BME Community Awards $100K To Philly 'Community Builders'
By Cherri Gregg
PHILADELPHIA (CBS) - Ten "community builders" from Philadelphia were awarded $100,000 in grants and inducted into a national network that celebrates Black male community leaders during a ceremony this week at the African American Museum.
Made up of more than 12,000 men from around the country, The Black Male Engagement Community -- or BME-- gave $400,000 this year to 43 men in five cities, including Detroit and Baltimore, with 10 honorees in Philadelphia.
"Everyone of these men has made a vow to believe that Black men are assets, to value all people, to reject narratives that denigrate people and to reject narratives that benefit people and to work together for the greater community," says Trabian Shorters, CEO of the BME Community.
The inductees include folks like Otis Bullock, who runs Diversified Community Services in South Philadelphia. A trained attorney, Bullock and his wife, Donna, decided to raise their sons in Strawberry Mansion to serve as role models for the neighborhood where he grew up.

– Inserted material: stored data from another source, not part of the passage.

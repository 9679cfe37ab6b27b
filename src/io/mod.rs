//! Input/output operations: CLI, configuration, progress, export, errors

/// Command-line interface and batch processor
pub mod cli;
/// Tuning constants and runtime defaults
pub mod configuration;
/// Error types and result alias
pub mod error;
/// Export bundle assembly
pub mod export;
/// Batch progress display
pub mod progress;
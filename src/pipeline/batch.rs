//! Batch orchestration with partial-success semantics
//!
//! A batch is a caller-driven sequence of independent generation calls.
//! A failure at one index is recorded and never aborts the remainder, and
//! already-completed assets are always preserved.

use crate::compose::ArtConfig;
use crate::io::error::{GenerationError, Result};
use crate::palette::ColorPalette;
use crate::pipeline::generate::{GeneratedAsset, Generator};

/// A recorded failure for one index of a batch
#[derive(Debug)]
pub struct BatchFailure {
    /// Zero-based index of the failed generation call
    pub index: usize,
    /// The error that call produced
    pub error: GenerationError,
}

/// Outcome of a batch: the assets that succeeded plus per-index failures
#[derive(Debug, Default)]
pub struct BatchOutcome {
    /// Successfully generated assets, in generation order
    pub assets: Vec<GeneratedAsset>,
    /// Failures recorded per index, in generation order
    pub failures: Vec<BatchFailure>,
}

impl BatchOutcome {
    /// Total number of generation calls the batch attempted
    pub fn attempted(&self) -> usize {
        self.assets.len() + self.failures.len()
    }
}

/// Run a batch against an arbitrary per-index producer
///
/// This is the orchestration seam: production code passes the real
/// generator, tests can inject failures without breaking a drawing
/// surface.
pub fn run_batch_with<F>(count: usize, mut produce: F) -> BatchOutcome
where
    F: FnMut(usize) -> Result<GeneratedAsset>,
{
    let mut outcome = BatchOutcome::default();

    for index in 0..count {
        match produce(index) {
            Ok(asset) => outcome.assets.push(asset),
            Err(error) => outcome.failures.push(BatchFailure { index, error }),
        }
    }

    outcome
}

/// Run a batch of independent generation calls with one configuration
pub fn run_batch(
    generator: &mut Generator,
    count: usize,
    config: &ArtConfig,
    palette: &ColorPalette,
) -> BatchOutcome {
    run_batch_with(count, |_| generator.generate(config, palette))
}

#[cfg(test)]
mod tests {
    use super::*;
    use crate::io::error::GenerationError;
    use crate::pipeline::generate::asset_filename;
    use chrono::Utc;
    use uuid::Uuid;

    fn dummy_asset() -> GeneratedAsset {
        let id = Uuid::new_v4();
        GeneratedAsset {
            id,
            full_image: vec![1, 2, 3],
            preview_image: vec![4, 5],
            palette_name: "Test".to_string(),
            filename: asset_filename(id),
            timestamp: Utc::now(),
            shapes_drawn: 1,
        }
    }

    #[test]
    fn test_failure_does_not_abort_remaining_calls() {
        let outcome = run_batch_with(3, |index| {
            if index == 1 {
                Err(GenerationError::ContextAcquisition {
                    width: 100,
                    height: 100,
                })
            } else {
                Ok(dummy_asset())
            }
        });

        assert_eq!(outcome.assets.len(), 2);
        assert_eq!(outcome.failures.len(), 1);
        assert_eq!(outcome.failures.first().map(|f| f.index), Some(1));
        assert_eq!(outcome.attempted(), 3);
    }

    #[test]
    fn test_empty_batch_is_empty_outcome() {
        let outcome = run_batch_with(0, |_| Ok(dummy_asset()));
        assert!(outcome.assets.is_empty());
        assert!(outcome.failures.is_empty());
    }
}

"The way to raise up your community is to come back and to not run away -- I take that as my motto as my beacon," he says.
"The dream is real, the dream is real," says Mont Brown, who is a rapper artist and humanitarian. The 28-year-old leads the hip-hop group "The Astronauts," which performed at TLA this week. But in addition to his music, he hosts events aimed at reducing community violence.
Now he's part of the growing BME network.
"I lost my father to violence, I lost my best friend to violence, I'm just trying to change that cycle up," he says.
The new inductees include folks like Nehemiah Davis, an author and entrepreneur who raised more than $100,000 to help youth in West Philadelphia; Sulaiman Rahman of the Urban Philly Professional Network, who stated the #BlackVotersMatter movement to engage young, Black voters in Philadelphia; and Tracey Fisher of Gateway to Reentry, who works tirelessly to help returning citizens.
"We'll be using the funds that we won from BME to do after school programming, school readiness and also STEM readiness," says Marvin Dutton, who created a mobile tutoring service for inner city kids.
The BME Community was started by the Knight Foundation, and has inducted more than 140 leaders since 2012.